*** RECORDS TO PROCESS ***

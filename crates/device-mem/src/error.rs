// Copyright (c) 2025 Dimitris Kafetzis
//
// Licensed under the MIT License.
// See LICENSE file in the project root for full license information.
//
// SPDX-License-Identifier: MIT

//! Error types for device memory management.

use crate::slot::Binding;

/// Errors that can occur during device memory allocation and slot wiring.
#[derive(Debug, thiserror::Error)]
pub enum MemError {
    /// The requested allocation would exceed the allocator capacity.
    #[error("out of device memory: requested {requested} bytes, only {available} available (capacity {capacity})")]
    OutOfMemory {
        requested: usize,
        available: usize,
        capacity: usize,
    },

    /// Attempted to allocate a zero-sized device buffer.
    #[error("cannot allocate a zero-sized device buffer")]
    ZeroSized,

    /// A capacity string could not be parsed.
    #[error("invalid capacity string '{0}'; expected a number with an optional suffix (K, M, G)")]
    InvalidCapacity(String),

    /// A slot was re-bound to a different buffer than the one it holds.
    #[error("slot already bound to {current}, refusing rebind to {requested}")]
    RebindMismatch {
        current: Binding,
        requested: Binding,
    },

    /// Two slots with conflicting bindings were allied.
    #[error("cannot ally bound slots with different buffers: {ours} vs {theirs}")]
    AllianceConflict { ours: Binding, theirs: Binding },
}
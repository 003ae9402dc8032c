// Copyright (c) 2025 Dimitris Kafetzis
//
// Licensed under the MIT License.
// See LICENSE file in the project root for full license information.
//
// SPDX-License-Identifier: MIT

//! Size-graph nodes and the resolved dimension value type.

use std::fmt;

use crate::ops::{CropperId, ScalerId};

/// Index of a node within a [`crate::SizeGraph`] arena.
#[derive(
    Debug, Clone, Copy, PartialEq, Eq, Hash, PartialOrd, Ord, serde::Serialize, serde::Deserialize,
)]
#[serde(transparent)]
pub struct SizeNodeId(pub u16);

impl fmt::Display for SizeNodeId {
    fn fmt(&self, f: &mut fmt::Formatter<'_>) -> fmt::Result {
        write!(f, "size-node#{}", self.0)
    }
}

/// A resolved (or declared) image dimension.
///
/// The `roi_*` fields, when both non-zero, mean "the next consumer's
/// effective size is this region of interest, not the raw width/height".
/// The ROI collapses into width/height for the next hop and is cleared;
/// see [`Dimensions::effective`].
#[derive(Debug, Clone, Copy, PartialEq, Eq, serde::Serialize, serde::Deserialize)]
pub struct Dimensions {
    pub width: u32,
    pub height: u32,
    pub roi_width: u32,
    pub roi_height: u32,
}

impl Dimensions {
    /// Creates a plain dimension with no region of interest.
    pub fn new(width: u32, height: u32) -> Self {
        Self {
            width,
            height,
            roi_width: 0,
            roi_height: 0,
        }
    }

    /// Creates a dimension carrying a region of interest.
    pub fn with_roi(width: u32, height: u32, roi_width: u32, roi_height: u32) -> Self {
        Self {
            width,
            height,
            roi_width,
            roi_height,
        }
    }

    /// Returns `true` if a region of interest is declared.
    pub fn has_roi(&self) -> bool {
        self.roi_width != 0 && self.roi_height != 0
    }

    /// Collapses the region of interest into the effective size seen by
    /// the next hop: `(roi_width, roi_height)` if an ROI is declared,
    /// otherwise `(width, height)`. The result never carries an ROI.
    pub fn effective(&self) -> Self {
        if self.has_roi() {
            Self::new(self.roi_width, self.roi_height)
        } else {
            Self::new(self.width, self.height)
        }
    }
}

impl fmt::Display for Dimensions {
    fn fmt(&self, f: &mut fmt::Formatter<'_>) -> fmt::Result {
        write!(f, "{}x{}", self.width, self.height)?;
        if self.has_roi() {
            write!(f, " (roi {}x{})", self.roi_width, self.roi_height)?;
        }
        Ok(())
    }
}

/// One node in the size graph.
///
/// Crop and Scale nodes always have a parent (enforced at construction);
/// an Inout node without a parent is a *root* and is the only place an
/// origin dimension may be assigned.
#[derive(Debug, Clone, PartialEq, Eq)]
pub enum SizeNode {
    /// Identity passthrough; roots accept an origin dimension.
    Inout {
        parent: Option<SizeNodeId>,
        origin: Option<Dimensions>,
    },
    /// A constant dimension with no ancestor.
    Fix { dims: Dimensions },
    /// Subtracts the referenced cropper's margins from the parent.
    Crop {
        parent: SizeNodeId,
        cropper: CropperId,
    },
    /// Applies the referenced scaler's rational factor to the parent.
    Scale {
        parent: SizeNodeId,
        scaler: ScalerId,
    },
}

impl SizeNode {
    /// The node's parent, if any.
    pub fn parent(&self) -> Option<SizeNodeId> {
        match self {
            SizeNode::Inout { parent, .. } => *parent,
            SizeNode::Fix { .. } => None,
            SizeNode::Crop { parent, .. } | SizeNode::Scale { parent, .. } => Some(*parent),
        }
    }

    /// Short kind tag for diagnostics.
    pub fn kind_name(&self) -> &'static str {
        match self {
            SizeNode::Inout { .. } => "inout",
            SizeNode::Fix { .. } => "fix",
            SizeNode::Crop { .. } => "crop",
            SizeNode::Scale { .. } => "scale",
        }
    }
}
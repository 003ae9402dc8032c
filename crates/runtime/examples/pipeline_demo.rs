// Copyright (c) 2025 Dimitris Kafetzis
//
// Licensed under the MIT License.
// See LICENSE file in the project root for full license information.
//
// SPDX-License-Identifier: MIT

//! Example: Run a blueprint pipeline against the simulator node.
//!
//! Demonstrates the full path a task takes: blueprint JSON → task graph →
//! size spread → wire descriptor → device configuration → streamed frames,
//! with per-frame timing collected along the way.
//!
//! ```bash
//! cargo run -p runtime --example pipeline_demo
//! ```

use std::time::Instant;

use runtime::{BufferDesc, Invocation, Kernel, RunMetrics, RuntimeConfig, TaskBuffers, TaskIf};
use task_ir::{PuId, TaskBlueprint};

const BLUEPRINT: &str = r#"{
    "version": 1,
    "name": "blur-shrink-threshold",
    "task_id": 7,
    "input": { "width": 640, "height": 480, "pixel_bytes": 1 },
    "stages": [
        { "kind": "slf5" },
        { "kind": "downscaler",
          "scale": { "w_num": 1, "w_den": 2, "h_num": 1, "h_den": 2 } },
        { "kind": "salb",
          "params": { "salb": { "in_width": 0, "in_height": 0,
                                "op": "threshold",
                                "operand": 96, "operand2": 0 } } }
    ]
}"#;

fn main() -> Result<(), Box<dyn std::error::Error>> {
    // Initialise tracing.
    tracing_subscriber::fmt()
        .with_env_filter("info")
        .init();

    // Build and resolve the pipeline.
    let blueprint = TaskBlueprint::from_json(BLUEPRINT)?;
    let task = blueprint.build()?.resolve_sizes()?;

    println!("Pipeline '{}' (task {})\n", blueprint.name, task.id());
    println!("{:<6} {:<14} {:>10} {:>8}", "PU", "Kind", "Instance", "Wire");
    println!("{}", "-".repeat(42));
    for (i, pu) in task.pus().iter().enumerate() {
        let id = PuId(i as u16);
        let wire = task
            .wire_pu_index(id)
            .map(|w| w.to_string())
            .unwrap_or_else(|| "-".into());
        println!("{:<6} {:<14} {:>10} {:>8}", id.0, pu.kind(), pu.instance(), wire);
    }

    let descriptor = task.to_descriptor()?;
    println!("\nDescriptor: {} bytes\n", descriptor.len());

    // Bring the simulator up.
    let config = RuntimeConfig::default();
    let allocator = config.create_allocator()?;
    let mut kernel = Kernel::new("demo");
    kernel.add_taskif(TaskIf::new(task, config.create_node()?));
    kernel.setup_driver(allocator.as_ref())?;

    // Stream frames and collect timing.
    let frames = 10u32;
    let mut metrics = RunMetrics::new(1);
    let start = Instant::now();

    println!("{:<8} {:>16} {:>16}", "Frame", "Queue-done us", "On-device us");
    println!("{}", "-".repeat(42));
    for frame in 0..frames {
        let invocation = Invocation {
            frame_id: frame,
            buffers: vec![TaskBuffers {
                io_in: vec![BufferDesc { fd: 10, len: 640 * 480, roi: None }],
                io_out: vec![BufferDesc { fd: 11, len: 320 * 240, roi: None }],
            }],
        };
        let results = kernel.kernel_function(&invocation)?;
        for result in &results {
            println!(
                "{:<8} {:>16} {:>16}",
                result.frame_id,
                result.timing.queue_to_done().as_micros(),
                result.timing.device_residency().as_micros(),
            );
            metrics.record_frame(result);
        }
    }
    metrics.finalise(start.elapsed(), allocator.stats().peak_bytes);

    println!("\n{}", metrics.summary());
    println!("{}", allocator.stats().summary());

    kernel.teardown()?;
    Ok(())
}
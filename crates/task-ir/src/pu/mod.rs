// Copyright (c) 2025 Dimitris Kafetzis
//
// Licensed under the MIT License.
// See LICENSE file in the project root for full license information.
//
// SPDX-License-Identifier: MIT

//! Processing units: one hardware operator instance with typed ports.
//!
//! A [`Pu`] is always owned by a task arena and addressed by [`PuId`];
//! construction and wiring go through [`Task`] so the structural invariants
//! (port ranges, single producer per input, per-subchain instance
//! occupancy) hold by the time a task serializes.
//!
//! [`Task`]: crate::Task

pub mod kind;
pub mod params;

pub use kind::PuKind;
pub use params::{
    CalbOp, CalbParams, CnnParams, CropParams, DmaDataKind, DmaParams, FifoParams,
    Map2ListParams, NmsParams, PuParams, RawParams, RoisParams, SalbOp, SalbParams, ScalerParams,
};

use crate::error::GraphError;
use crate::memmap::MemmapId;
use size_graph::SizeNodeId;
use std::fmt;

/// Hardware limit on input ports per block.
pub const MAX_IN_PORTS: usize = 4;
/// Hardware limit on output ports per block.
pub const MAX_OUT_PORTS: usize = 4;

/// Index of a PU in its owning task's arena.
#[derive(
    Debug, Clone, Copy, PartialEq, Eq, Hash, PartialOrd, Ord, serde::Serialize, serde::Deserialize,
)]
#[serde(transparent)]
pub struct PuId(pub u16);

impl fmt::Display for PuId {
    fn fmt(&self, f: &mut fmt::Formatter<'_>) -> fmt::Result {
        write!(f, "pu#{}", self.0)
    }
}

/// One bound input edge: the producing PU and which of its output ports
/// feeds this input.
#[derive(Debug, Clone, Copy, PartialEq, Eq, serde::Serialize, serde::Deserialize)]
pub struct PortLink {
    pub producer: PuId,
    pub out_port: u8,
}

impl fmt::Display for PortLink {
    fn fmt(&self, f: &mut fmt::Formatter<'_>) -> fmt::Result {
        write!(f, "{}:{}", self.producer, self.out_port)
    }
}

/// A single hardware operation in a subchain.
#[derive(Debug, Clone, PartialEq, Eq)]
pub struct Pu {
    kind: PuKind,
    instance: u8,
    in_ports: [Option<PortLink>; MAX_IN_PORTS],
    /// Producer-side fan-out, derived from `connect` calls:
    /// (consumer, consumer input port).
    fan_out: Vec<(PuId, u8)>,
    size_node: Option<SizeNodeId>,
    memmap: Option<MemmapId>,
    /// Hardware parameter payload; frozen into the descriptor at serialize
    /// time, after the spread pass has written resolved geometry into it.
    pub params: PuParams,
}

impl Pu {
    pub(crate) fn new(
        kind: PuKind,
        instance: u8,
        params: PuParams,
        size_node: Option<SizeNodeId>,
    ) -> Self {
        Self {
            kind,
            instance,
            in_ports: [None; MAX_IN_PORTS],
            fan_out: Vec::new(),
            size_node,
            memmap: None,
            params,
        }
    }

    pub fn kind(&self) -> PuKind {
        self.kind
    }

    pub fn instance(&self) -> u8 {
        self.instance
    }

    pub fn size_node(&self) -> Option<SizeNodeId> {
        self.size_node
    }

    pub(crate) fn set_size_node(&mut self, node: SizeNodeId) {
        self.size_node = Some(node);
    }

    /// The (first) memmap backing this DMA, if one is attached.
    pub fn memmap(&self) -> Option<MemmapId> {
        self.memmap
    }

    pub(crate) fn set_memmap(&mut self, memmap: MemmapId) {
        self.memmap = Some(memmap);
    }

    /// The memmap backing one ROI slot of a point-list DMA. Slot `roi` maps
    /// to the `roi`-th memmap after the base one.
    pub fn memmap_for_roi(&self, roi: u8) -> Option<MemmapId> {
        let base = self.memmap?;
        match &self.params {
            PuParams::Dma(p) if p.data_kind == DmaDataKind::PointList && roi < p.roi_count => {
                Some(MemmapId(base.0 + u16::from(roi)))
            }
            _ => None,
        }
    }

    /// Every memmap this PU touches: one for a plain DMA, one per ROI slot
    /// for a point-list DMA.
    pub fn memmaps(&self) -> Vec<MemmapId> {
        let Some(base) = self.memmap else {
            return Vec::new();
        };
        match &self.params {
            PuParams::Dma(p) if p.data_kind == DmaDataKind::PointList => (0..p.roi_count)
                .map(|roi| MemmapId(base.0 + u16::from(roi)))
                .collect(),
            _ => vec![base],
        }
    }

    /// The producer bound to one input port.
    pub fn in_port(&self, port: u8) -> Option<PortLink> {
        self.in_ports.get(usize::from(port)).copied().flatten()
    }

    /// Number of input ports that currently have a producer.
    pub fn bound_in_ports(&self) -> u8 {
        self.in_ports.iter().flatten().count() as u8
    }

    /// First declared input port without a producer, if any.
    pub fn first_unconnected_port(&self) -> Option<u8> {
        (0..self.kind.in_ports()).find(|&p| self.in_port(p).is_none())
    }

    /// Consumers fed by this PU, in connection order.
    pub fn fan_out(&self) -> &[(PuId, u8)] {
        &self.fan_out
    }

    /// Binds a producer to one input port. Fails without touching the port
    /// state if the port is out of range or already bound.
    pub(crate) fn bind_in_port(
        &mut self,
        self_id: PuId,
        port: u8,
        link: PortLink,
    ) -> Result<(), GraphError> {
        if port >= self.kind.in_ports() {
            return Err(GraphError::PortOutOfRange {
                pu: self_id,
                port,
                limit: self.kind.in_ports(),
            });
        }
        let slot = &mut self.in_ports[usize::from(port)];
        if let Some(bound_to) = *slot {
            return Err(GraphError::PortAlreadyConnected {
                pu: self_id,
                port,
                bound_to,
            });
        }
        *slot = Some(link);
        Ok(())
    }

    pub(crate) fn record_fan_out(&mut self, consumer: PuId, in_port: u8) {
        self.fan_out.push((consumer, in_port));
    }

    /// One-line state dump used in diagnostics.
    pub fn summary(&self) -> String {
        format!(
            "{}.{}: {}/{} in-ports bound, {} consumer(s)",
            self.kind,
            self.instance,
            self.bound_in_ports(),
            self.kind.in_ports(),
            self.fan_out.len()
        )
    }
}
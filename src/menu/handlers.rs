use crate::component::pipeline::PipelineController;
use crate::config::Config;
use crate::config::save::{add_recent_path, save_settings};
use crate::pause;
use anyhow::Result;
use console::{Term, style};
use dialoguer::theme::ColorfulTheme;
use dialoguer::{Confirm, Input, Select};
use log::warn;
use rust_i18n::t;
use std::path::{Path, PathBuf};

pub fn run_set_watch_directory(
    term: &Term,
    controller: &PipelineController,
    config: &mut Config,
) -> Result<()> {
    term.clear_screen()?;
    println!("{}", style(t!("watch.title")).cyan().bold());

    let Some(input_path) = prompt_watch_directory(config)? else {
        return Ok(()); // ESC pressed
    };

    match controller.set_watch_directory(&PathBuf::from(&input_path)) {
        Ok(report) => {
            let root = controller
                .watched_directory()
                .map_or_else(|| input_path.clone(), |d| d.root().display().to_string());

            config.settings.watch_directory = Some(root.clone());
            add_recent_path(&mut config.settings, &root);
            if let Err(e) = save_settings(&config.settings) {
                warn!("無法儲存設定: {e}");
            }

            println!(
                "\n{} {}",
                style(t!("watch.now_watching")).green(),
                style(&root).bold()
            );
            println!(
                "{}",
                t!(
                    "watch.backlog_summary",
                    submitted = report.submitted,
                    skipped = report.skipped,
                    failed = report.failed
                )
            );
        }
        Err(e) => eprintln!("{} {e:#}", style(t!("common.error")).red().bold()),
    }

    pause(term)?;
    Ok(())
}

fn prompt_watch_directory(config: &Config) -> Result<Option<String>> {
    let recent_paths = &config.settings.recent_paths;

    if recent_paths.is_empty() {
        return prompt_new_path();
    }

    let mut options: Vec<String> = recent_paths
        .iter()
        .enumerate()
        .map(|(i, p)| {
            let indicator = if Path::new(p).is_dir() { "✓" } else { "✗" };
            format!("{} [{}] {}", i + 1, indicator, p)
        })
        .collect();
    options.push(t!("watch.new_path").to_string());

    println!("{}", style(t!("common.esc_hint")).dim());

    let selection = Select::with_theme(&ColorfulTheme::default())
        .with_prompt(t!("watch.select_prompt"))
        .items(&options)
        .default(0)
        .interact_opt()?;

    match selection {
        None => Ok(None),
        Some(idx) if idx < recent_paths.len() => Ok(Some(recent_paths[idx].clone())),
        Some(_) => prompt_new_path(),
    }
}

fn prompt_new_path() -> Result<Option<String>> {
    let path: String = Input::new()
        .with_prompt(t!("watch.input_prompt"))
        .allow_empty(true)
        .interact_text()?;
    let path = path.trim();
    Ok((!path.is_empty()).then(|| path.to_string()))
}

pub fn run_list_catalog(term: &Term, controller: &PipelineController) -> Result<()> {
    term.clear_screen()?;
    println!("{}", style(t!("catalog.title")).cyan().bold());

    match controller.list_videos() {
        Ok(entries) if entries.is_empty() => {
            println!("{}", style(t!("catalog.empty")).yellow());
        }
        Ok(entries) => {
            println!();
            for entry in &entries {
                println!(
                    "  {}  {}  {}",
                    style(&entry.length).cyan(),
                    style(&entry.name).bold(),
                    style(t!("catalog.thumbnail_count", count = entry.thumbnails.len())).dim()
                );
            }
            println!(
                "\n{}",
                style(t!("catalog.total", count = entries.len())).green()
            );
        }
        Err(e) => eprintln!("{} {e:#}", style(t!("common.error")).red().bold()),
    }

    pause(term)?;
    Ok(())
}

pub fn run_remove_video(term: &Term, controller: &PipelineController) -> Result<()> {
    term.clear_screen()?;
    println!("{}", style(t!("remove.title")).cyan().bold());

    let entries = match controller.list_videos() {
        Ok(entries) => entries,
        Err(e) => {
            eprintln!("{} {e:#}", style(t!("common.error")).red().bold());
            pause(term)?;
            return Ok(());
        }
    };

    if entries.is_empty() {
        println!("{}", style(t!("catalog.empty")).yellow());
        pause(term)?;
        return Ok(());
    }

    println!("{}", style(t!("common.esc_hint")).dim());
    let names: Vec<&str> = entries.iter().map(|e| e.name.as_str()).collect();
    let Some(selection) = Select::with_theme(&ColorfulTheme::default())
        .with_prompt(t!("remove.select_prompt"))
        .items(&names)
        .default(0)
        .interact_opt()?
    else {
        return Ok(());
    };

    let name = names[selection];
    let confirmed = Confirm::new()
        .with_prompt(t!("remove.confirm", name = name))
        .default(false)
        .interact()?;
    if !confirmed {
        println!("{}", style(t!("common.cancelled")).yellow());
        pause(term)?;
        return Ok(());
    }

    match controller.remove_video(name) {
        Ok(_) => println!("{}", style(t!("remove.done", name = name)).green()),
        Err(e) => eprintln!("{} {e:#}", style(t!("common.error")).red().bold()),
    }

    pause(term)?;
    Ok(())
}

pub fn run_show_status(term: &Term, controller: &PipelineController) -> Result<()> {
    term.clear_screen()?;
    println!("{}", style(t!("status.title")).cyan().bold());
    println!();

    let watching = controller.watched_directory().map_or_else(
        || t!("status.not_watching").to_string(),
        |d| d.root().display().to_string(),
    );
    println!("  {} {}", style(t!("status.directory")).dim(), watching);

    let stats = controller.stats();
    println!("  {} {}", style(t!("status.pending")).dim(), controller.pending());
    println!("  {} {}", style(t!("status.submitted")).dim(), stats.submitted);
    println!(
        "  {} {}",
        style(t!("status.duplicates")).dim(),
        stats.duplicates_skipped
    );
    println!("  {} {}", style(t!("status.kept")).dim(), stats.kept);
    println!("  {} {}", style(t!("status.discarded")).dim(), stats.discarded);
    println!(
        "  {} {}",
        style(t!("status.removed_after_failure")).dim(),
        stats.removed_after_failure
    );
    println!(
        "  {} {}",
        style(t!("status.frames_written")).dim(),
        stats.frames_written
    );

    pause(term)?;
    Ok(())
}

*** End of RECORDS TO PROCESS ***

- YOUR OBJECTIVE -
Return only the count of lines in the listing above that hold the string "subchain".

- ANSWER TO THIS TASK -
2